Anycubic Photon Mono SE
This one is completely enclosed and has lots of features. You get a complete metal frame for durability, it is faster than average with 1.5 to 2.5 seconds per layer, and a WiFi connection to make sending files s easier.
We found the Anycubic quite easy to use, and the printer was nearly fully assembled when it arrived, reducing the amount of time we had to read instructions to get it up and working. The model is overall great for people who are printing small figurines for retail, given the speed and precision – they'll look good and allow for a reasonably high volume.
A couple of downsides here too: The software that comes with the Photo isn't great and you'll probably want to replace it soon.
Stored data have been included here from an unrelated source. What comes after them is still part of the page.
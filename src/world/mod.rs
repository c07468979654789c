//! World coordinate types

pub mod pos;

pub use pos::{BlockPos, ChunkCoord, CHUNK_SIZE};
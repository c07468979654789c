//! Selection store: ordered per-operator target lists with origin flags
//!
//! Each operator builds an ordered list of block positions through an
//! external editor; positions flagged as "origin" are the reference points
//! the editor highlights and protect mode centers on. The store is plain
//! in-memory bookkeeping, owned by whoever composes the editor and the
//! scheduler, so tests and multiple worlds stay isolated.

use crate::world::pos::BlockPos;
use std::collections::{HashMap, HashSet};
use uuid::Uuid;

/// One operator's selection state
#[derive(Debug, Default)]
struct SelectionRecord {
    /// Insertion-ordered positions; duplicates allowed, indexed for removal
    order: Vec<BlockPos>,
    /// Positions flagged as origins; membership only
    origins: HashSet<BlockPos>,
}

/// Per-operator ordered selection lists with origin membership
#[derive(Debug, Default)]
pub struct SelectionStore {
    records: HashMap<Uuid, SelectionRecord>,
}

impl SelectionStore {
    /// Create an empty store
    pub fn new() -> Self {
        Self::default()
    }

    /// Append a position to the operator's selection
    ///
    /// The record is created lazily on first insertion. No uniqueness is
    /// enforced; the same position may be added multiple times.
    pub fn add(&mut self, operator: Uuid, pos: BlockPos, is_origin: bool) {
        let record = self.records.entry(operator).or_default();
        record.order.push(pos);
        if is_origin {
            record.origins.insert(pos);
        }
    }

    /// The operator's current selection, in insertion order
    ///
    /// Empty when the operator has no record.
    pub fn list(&self, operator: Uuid) -> &[BlockPos] {
        self.records
            .get(&operator)
            .map(|r| r.order.as_slice())
            .unwrap_or(&[])
    }

    /// Whether the position is flagged as an origin for the operator
    pub fn is_origin(&self, operator: Uuid, pos: BlockPos) -> bool {
        self.records
            .get(&operator)
            .is_some_and(|r| r.origins.contains(&pos))
    }

    /// Remove the entry at `index`, shifting later entries down by one
    ///
    /// Returns the removed position, or `None` when the index is out of
    /// range (a no-op). The popped value is also dropped from the origin
    /// set. When the last entry goes, the operator's record goes with it.
    pub fn remove_at(&mut self, operator: Uuid, index: usize) -> Option<BlockPos> {
        let record = self.records.get_mut(&operator)?;
        if index >= record.order.len() {
            return None;
        }

        let removed = record.order.remove(index);
        record.origins.remove(&removed);

        if record.order.is_empty() {
            self.records.remove(&operator);
        }

        Some(removed)
    }

    /// Empty the operator's selection and origin set in place
    ///
    /// The (now-empty) record is kept; a missing record is a no-op.
    pub fn clear(&mut self, operator: Uuid) {
        if let Some(record) = self.records.get_mut(&operator) {
            record.order.clear();
            record.origins.clear();
        }
    }
}

#[cfg(test)]
mod tests {
    use super::*;

    fn pos(x: i32, z: i32) -> BlockPos {
        BlockPos::new(x, z)
    }

    #[test]
    fn test_add_and_list_preserves_order() {
        let mut store = SelectionStore::new();
        let op = Uuid::new_v4();

        store.add(op, pos(0, 0), true);
        store.add(op, pos(32, 0), false);
        store.add(op, pos(0, 32), false);

        assert_eq!(store.list(op), &[pos(0, 0), pos(32, 0), pos(0, 32)]);
        assert!(store.is_origin(op, pos(0, 0)));
        assert!(!store.is_origin(op, pos(32, 0)));
    }

    #[test]
    fn test_list_unknown_operator_is_empty() {
        let store = SelectionStore::new();
        assert!(store.list(Uuid::new_v4()).is_empty());
    }

    #[test]
    fn test_duplicates_allowed() {
        let mut store = SelectionStore::new();
        let op = Uuid::new_v4();

        store.add(op, pos(1, 1), false);
        store.add(op, pos(1, 1), false);
        assert_eq!(store.list(op).len(), 2);
    }

    #[test]
    fn test_remove_at_middle_shifts_indices() {
        let mut store = SelectionStore::new();
        let op = Uuid::new_v4();

        store.add(op, pos(0, 0), false);
        store.add(op, pos(1, 0), false);
        store.add(op, pos(2, 0), false);

        assert_eq!(store.remove_at(op, 1), Some(pos(1, 0)));
        assert_eq!(store.list(op), &[pos(0, 0), pos(2, 0)]);
    }

    #[test]
    fn test_remove_at_out_of_range_is_noop() {
        let mut store = SelectionStore::new();
        let op = Uuid::new_v4();

        store.add(op, pos(0, 0), true);
        assert_eq!(store.remove_at(op, 5), None);
        assert_eq!(store.list(op).len(), 1);
        assert!(store.is_origin(op, pos(0, 0)));
    }

    #[test]
    fn test_remove_at_unknown_operator_is_noop() {
        let mut store = SelectionStore::new();
        assert_eq!(store.remove_at(Uuid::new_v4(), 0), None);
    }

    #[test]
    fn test_remove_last_entry_drops_record() {
        let mut store = SelectionStore::new();
        let op = Uuid::new_v4();

        store.add(op, pos(0, 0), true);
        store.remove_at(op, 0);

        assert!(store.list(op).is_empty());
        assert!(!store.is_origin(op, pos(0, 0)));
    }

    #[test]
    fn test_remove_drops_origin_membership() {
        let mut store = SelectionStore::new();
        let op = Uuid::new_v4();

        store.add(op, pos(0, 0), true);
        store.add(op, pos(1, 0), false);
        store.remove_at(op, 0);

        assert!(!store.is_origin(op, pos(0, 0)));
        assert_eq!(store.list(op), &[pos(1, 0)]);
    }

    #[test]
    fn test_remove_duplicated_origin_drops_flag_on_first_removal() {
        // Origin membership is a set operation on the value: removing one
        // occurrence of a duplicated position clears its origin flag.
        let mut store = SelectionStore::new();
        let op = Uuid::new_v4();

        store.add(op, pos(0, 0), true);
        store.add(op, pos(0, 0), false);
        store.remove_at(op, 0);

        assert_eq!(store.list(op).len(), 1);
        assert!(!store.is_origin(op, pos(0, 0)));
    }

    #[test]
    fn test_clear_keeps_record_and_empties_both() {
        let mut store = SelectionStore::new();
        let op = Uuid::new_v4();

        store.add(op, pos(0, 0), true);
        store.add(op, pos(1, 0), false);
        store.clear(op);

        assert!(store.list(op).is_empty());
        assert!(!store.is_origin(op, pos(0, 0)));

        // Record survives: adding again works as usual
        store.add(op, pos(2, 0), false);
        assert_eq!(store.list(op), &[pos(2, 0)]);
    }

    #[test]
    fn test_clear_unknown_operator_is_noop() {
        let mut store = SelectionStore::new();
        store.clear(Uuid::new_v4());
    }

    #[test]
    fn test_operators_are_independent() {
        let mut store = SelectionStore::new();
        let a = Uuid::new_v4();
        let b = Uuid::new_v4();

        store.add(a, pos(0, 0), true);
        store.add(b, pos(5, 5), false);
        store.clear(a);

        assert!(store.list(a).is_empty());
        assert_eq!(store.list(b), &[pos(5, 5)]);
    }

    #[test]
    fn test_length_tracks_adds_and_removes() {
        let mut store = SelectionStore::new();
        let op = Uuid::new_v4();

        for i in 0..6 {
            store.add(op, pos(i, 0), false);
        }
        store.remove_at(op, 0);
        store.remove_at(op, 0);
        store.remove_at(op, 99); // no-op

        assert_eq!(store.list(op).len(), 4);
        assert_eq!(store.list(op)[0], pos(2, 0));
    }
}
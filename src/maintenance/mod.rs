//! Offline region-file maintenance
//!
//! Operates directly on a world's chunks directory while the server is
//! offline: scan the `{x}.{z}.region.bin` files, split them into protected
//! and reset sets around one or more base positions, back the directory up,
//! and bulk-delete the reset set. Driven by the `purge_regions` binary.

use crate::core::error::Error;
use crate::world::pos::{BlockPos, ChunkCoord};
use std::path::{Path, PathBuf};
use std::time::{SystemTime, UNIX_EPOCH};

/// One region file found in a chunks directory
#[derive(Debug, Clone, PartialEq, Eq)]
pub struct RegionFile {
    pub coord: ChunkCoord,
    pub filename: String,
}

/// Regions split into keep and delete sets
#[derive(Debug, Default)]
pub struct Classified {
    /// Within the protect radius of at least one base
    pub protected: Vec<RegionFile>,
    /// Outside every base's radius; candidates for deletion
    pub reset: Vec<RegionFile>,
}

/// Options for one offline purge run
#[derive(Debug, Clone)]
pub struct PurgeOptions {
    pub chunks_dir: PathBuf,
    pub backups_dir: PathBuf,
    /// Block positions of the bases to protect
    pub bases: Vec<BlockPos>,
    /// Protect radius around each base, in chunks (Chebyshev)
    pub radius: i32,
    /// Report what would happen without touching any file
    pub dry_run: bool,
    /// Copy the region files aside before deleting
    pub backup: bool,
}

/// Result of one offline purge run
#[derive(Debug)]
pub struct PurgeReport {
    pub protected: usize,
    pub reset: usize,
    pub deleted: usize,
    pub dry_run: bool,
    pub backup_path: Option<PathBuf>,
}

/// Parse a `{x}.{z}.region.bin` filename into its chunk coordinate
pub fn parse_region_filename(name: &str) -> Option<ChunkCoord> {
    let stem = name.strip_suffix(".region.bin")?;
    let (x, z) = stem.split_once('.')?;
    if z.contains('.') {
        return None;
    }
    Some(ChunkCoord::new(x.parse().ok()?, z.parse().ok()?))
}

/// List all region files in a chunks directory
///
/// A missing directory yields an empty list; files that do not match the
/// region naming scheme are ignored.
pub fn scan_regions(chunks_dir: &Path) -> Result<Vec<RegionFile>, Error> {
    let mut regions = Vec::new();
    if !chunks_dir.exists() {
        return Ok(regions);
    }

    for entry in std::fs::read_dir(chunks_dir)? {
        let entry = entry?;
        let name = entry.file_name();
        let Some(name) = name.to_str() else {
            continue;
        };
        if let Some(coord) = parse_region_filename(name) {
            regions.push(RegionFile {
                coord,
                filename: name.to_string(),
            });
        }
    }

    Ok(regions)
}

/// Split regions into protected and reset sets
///
/// A region is protected when it lies within `radius` chunks (Chebyshev
/// distance, so square-shaped areas) of any base position's chunk.
pub fn classify(regions: Vec<RegionFile>, bases: &[BlockPos], radius: i32) -> Classified {
    let base_chunks: Vec<ChunkCoord> = bases.iter().map(BlockPos::chunk).collect();

    let mut classified = Classified::default();
    for region in regions {
        let is_protected = base_chunks
            .iter()
            .any(|base| region.coord.chebyshev_distance(*base) <= radius);

        if is_protected {
            classified.protected.push(region);
        } else {
            classified.reset.push(region);
        }
    }

    classified
}

/// Copy every region file into a timestamped backup directory
///
/// Returns the backup directory, or `None` when there was nothing to back up.
pub fn backup_regions(chunks_dir: &Path, backups_dir: &Path) -> Result<Option<PathBuf>, Error> {
    let regions = scan_regions(chunks_dir)?;
    if regions.is_empty() {
        return Ok(None);
    }

    let timestamp = SystemTime::now()
        .duration_since(UNIX_EPOCH)
        .map_err(|e| Error::Storage(e.to_string()))?
        .as_secs();
    let backup_dir = backups_dir.join(format!("chunks_backup_{}", timestamp));
    std::fs::create_dir_all(&backup_dir)?;

    for region in &regions {
        std::fs::copy(
            chunks_dir.join(&region.filename),
            backup_dir.join(&region.filename),
        )?;
    }

    log::info!(
        "Backed up {} region files to {}",
        regions.len(),
        backup_dir.display()
    );
    Ok(Some(backup_dir))
}

/// Delete the given region files, best-effort
///
/// Missing or undeletable files are logged and skipped. Returns the number
/// of files actually deleted.
pub fn delete_regions(chunks_dir: &Path, regions: &[RegionFile]) -> usize {
    let mut deleted = 0;
    for region in regions {
        let path = chunks_dir.join(&region.filename);
        match std::fs::remove_file(&path) {
            Ok(()) => deleted += 1,
            Err(e) => log::warn!("Failed to delete {}: {}", path.display(), e),
        }
    }
    deleted
}

/// Run a full offline purge: scan, classify, then back up and delete
///
/// Errors when the world has no region files at all. A dry run reports the
/// classification without touching anything.
pub fn run(opts: &PurgeOptions) -> Result<PurgeReport, Error> {
    let regions = scan_regions(&opts.chunks_dir)?;
    if regions.is_empty() {
        return Err(Error::Storage(
            "No regions found in this world.".to_string(),
        ));
    }

    let classified = classify(regions, &opts.bases, opts.radius);

    if opts.dry_run {
        return Ok(PurgeReport {
            protected: classified.protected.len(),
            reset: classified.reset.len(),
            deleted: 0,
            dry_run: true,
            backup_path: None,
        });
    }

    let backup_path = if opts.backup {
        backup_regions(&opts.chunks_dir, &opts.backups_dir)?
    } else {
        None
    };

    let deleted = delete_regions(&opts.chunks_dir, &classified.reset);

    Ok(PurgeReport {
        protected: classified.protected.len(),
        reset: classified.reset.len(),
        deleted,
        dry_run: false,
        backup_path,
    })
}
//! Per-operator chunk selection bookkeeping

pub mod store;

pub use store::SelectionStore;
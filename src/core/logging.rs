//! Logging initialization and utilities

/// Initialize the logging system
///
/// Uses env_logger with default filter level of `info`.
/// Override with RUST_LOG environment variable.
///
/// # Example
/// ```
/// rechunk::core::logging::init();
/// log::info!("Toolkit started");
/// ```
pub fn init() {
    env_logger::Builder::from_env(
        env_logger::Env::default().default_filter_or("info")
    ).init();
}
The provided buildplate also is ironically not great at removing resin models from and you'll want to be careful getting them off.
This is the biggest build volume in our reviews at 300 x 300 x 400. One of the more interesting parts of this printer are that it is nearly silent, which is impressive considering its size. The frame is also made of metal, making it extra durable. Creality updated this from a Bowden off-printer extruder to a Titan Direct drive which might help – and makes it easier to load your filament in- and overall makes it less messy.
Setup is super easy with 3 connections to make. You also get a filament breakage sensor which is great for telling you you are either out of filament or that something went wrong – rather than waiting for hours to learn that your 3D printer hasn't been doing anything.
What makes a good, budget 3D printer?
There are some standards for a 3D printer that you might miss with spending less, but that doesn't mean you can't get most of what you want. Some of our wishlists makes a big difference in printing:
3D printers can be loud. You are, after all, powering an extruder that creates heat while having a floating arm pushed around with precision. There are a few things you can do to keep your 3D printer quieter, but having a 3D printer that is natively at least somewhat quiet can help you feel better about sleeping while the 3D printer is running, or about having it in your garage with the door open.
It's not uncommon for 3D printer hobbyists to say that they aren't concerned about speed. That is until they start working on a project and print multiple things – then a slow printer makes them wait for results. Speed isn't the most critical, but it helps.
Your 3D printer bed needs to be pretty flat to keep things in alignment. A self leveling bed is helpful for when you don't want to bust out a level yourself to make absolutely sure the entire bed is level prior to printing.
This is kind of a no brainer, but there can be a big disparity between 3D printers in overall quality, in addition to their ability to complete a print as designed. Some of this does come down to the materials used though, to be fair.
Ease of setup
We'll often talk about both the hardware setup of making your 3D printer start to work and the software. Many 3D printers come mostly assembled – in part because they are complex machines that aren't especially easy to put together. Imagine being asked to assemble a regular ink printer out of the box – let's skip that. Software is important because you have to make drawings and slice them somewhere. Software is important!
Frequently Asked Questions
Do 3D printers come almost fully assembled?
For the most part, you are only required to screw the buildplate onto the base of the 3D printer, and plug it in. 3D printers come nearly fully assembled because most amateurs and hobbyists wouldn't know how and the experience would be much more difficult.
What kinds of filaments do these printers use?
The type varies. We recommend doing more research if you plan to use particular types of filaments and plastics for your 3D printer so you buy the right one the first time.